In the second study, he found that higher levels of sedentary time in adolescence was associated with lower levels of maximal oxygen uptake in young adulthood – an important independent predictor of cardiovascular diseases.
Higher levels of time spent in both moderate-to-vigorous physical activity and vigorous physical activity were associated with higher levels of maximal oxygen uptake in young adulthood. Additionally, time spent in vigorous physical activity was associated with beneficial changes in visceral fat mass, insulin levels, and a clustered cardiometabolic risk score.
These findings underline the importance of the current recommendation of an average of 60 minutes/day of moderate-to-vigorous physical activity for adolescents while reducing time spent sedentary, and further emphasise the importance of spending time in physical activity of vigorous intensity for maximum cardiometabolic health benfit.
He also found the greatest health benefit of physical activity among those in the highest BMI tertile at age 9 years, as compared to those belonging to the lower tertiles. This corroborates finding from a systematic review included in the dissertation, where the cardiometabolic health benefits of physical activity was most pronounced among youth with low levels of cardiorespiratory fitness.
These findings may indicate greatest health benefit from physical activity among “at risk”-youth, e.g., obese and low-fit children.
Finally, he found that several cardiometabolic risk factors demonstrated moderate to strong tracking, or stability, from childhood to young adulthood, i.e., children with an unfavourable cardiometabolic risk profile were more likely to still have an unfavourable risk profile in young adulthood.
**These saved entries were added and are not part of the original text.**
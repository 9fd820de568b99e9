use crate::api::{Scope, ValorApi, ValorPaths};
use crate::config::ValorConfig;
use crate::store::Source;
use directories::{BaseDirs, ProjectDirs};
use std::path::{Path, PathBuf};
use tracing::{debug, warn};

pub const PROJECT_DIR_NAME: &str = ".valor";

pub struct ValorContext {
    pub api: ValorApi<Source>,
    pub scope: Scope,
    pub config: ValorConfig,
}

/// Find the project root by walking up from cwd looking for a directory that
/// holds a `.valor` directory. Stops at the home directory or the filesystem root.
pub fn find_project_root(cwd: &Path) -> Option<PathBuf> {
    let home_dir = BaseDirs::new().map(|bd| bd.home_dir().to_path_buf());
    let mut current = cwd.to_path_buf();

    loop {
        if current.join(PROJECT_DIR_NAME).is_dir() {
            return Some(current);
        }

        if let Some(ref home) = home_dir {
            if &current == home {
                return None;
            }
        }

        match current.parent() {
            Some(parent) if parent != current => {
                current = parent.to_path_buf();
            }
            _ => return None,
        }
    }
}

/// Resolves paths and configuration and builds the API.
///
/// `data_override` replaces the configured data source for this invocation only.
/// Relative data locations resolve against the project root when there is one,
/// else against `cwd`.
pub fn initialize(cwd: &Path, use_global: bool, data_override: Option<&str>) -> ValorContext {
    let project_root = find_project_root(cwd);
    let base_dir = project_root.clone().unwrap_or_else(|| cwd.to_path_buf());
    let project_dir = project_root.as_ref().map(|root| root.join(PROJECT_DIR_NAME));

    let global_dir = ProjectDirs::from("org", "valor", "valor")
        .map(|dirs| dirs.config_dir().to_path_buf())
        .unwrap_or_else(|| cwd.join(PROJECT_DIR_NAME));

    // Outside a project only the user's config exists.
    let scope = if use_global || project_dir.is_none() {
        Scope::Global
    } else {
        Scope::Project
    };

    let config_dir = match (&scope, &project_dir) {
        (Scope::Project, Some(dir)) => dir.clone(),
        _ => global_dir.clone(),
    };
    let config = match ValorConfig::load(&config_dir) {
        Ok(config) => config,
        Err(e) => {
            warn!(error = %e, "ignoring unreadable config, using defaults");
            ValorConfig::default()
        }
    };

    let location = data_override.unwrap_or(&config.data_source);
    let source = Source::from_location(location, &base_dir);
    debug!(config_dir = %config_dir.display(), source = %location, "initialized context");

    let paths = ValorPaths {
        project: project_dir,
        global: global_dir,
    };
    let api = ValorApi::new(source, config.clone(), paths);

    ValorContext { api, scope, config }
}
The variables demonstrating the most pronounced stability included BMI, waist circumference, LDL-cholesterol, maximal oxygen uptake, and a clustered cardiometabolic risk score.
This may indicate that early intervention is necessary to prevent further development of cardiometabolic risk factors. However, sedentary time demonstrated low tracking over this time span, and may be a more modifiable risk factor than those showing greater stability over time.
Read the thesis here
Committee
- First opponent: Principal Researcher, Dr. Tuija Tammelin, JAMK University of Applied Sciences, Jyväskylä, Finland
- Second opponent: Professor, Dr. Jos Twisk, Amsterdam University Medical Centers, Netherlands
- Committee chair: Associate Professor, Julie Sørbø Stang, Department of Sports Medicine, NIH
Supervisors
- Main supervisor: Sigmund Alfred Anderssen, professor, Department of Sports Medicine, NIH
- Co-supervisor: Ulf Ekelund, professor, Department of Sports Medicine, NIH
Program
- 10.15–11.00: Trial lecture: How to decrease sedentary behavior among older adults?
- 13.00–16.00: Public defence of the thesis: Physical activity, cardiorespiratory fitness and cardiometabolic risk factors from childhood to young adulthood
Practical info
The public defence is open to the public and will be streamed on the NIH’s YouTube channel.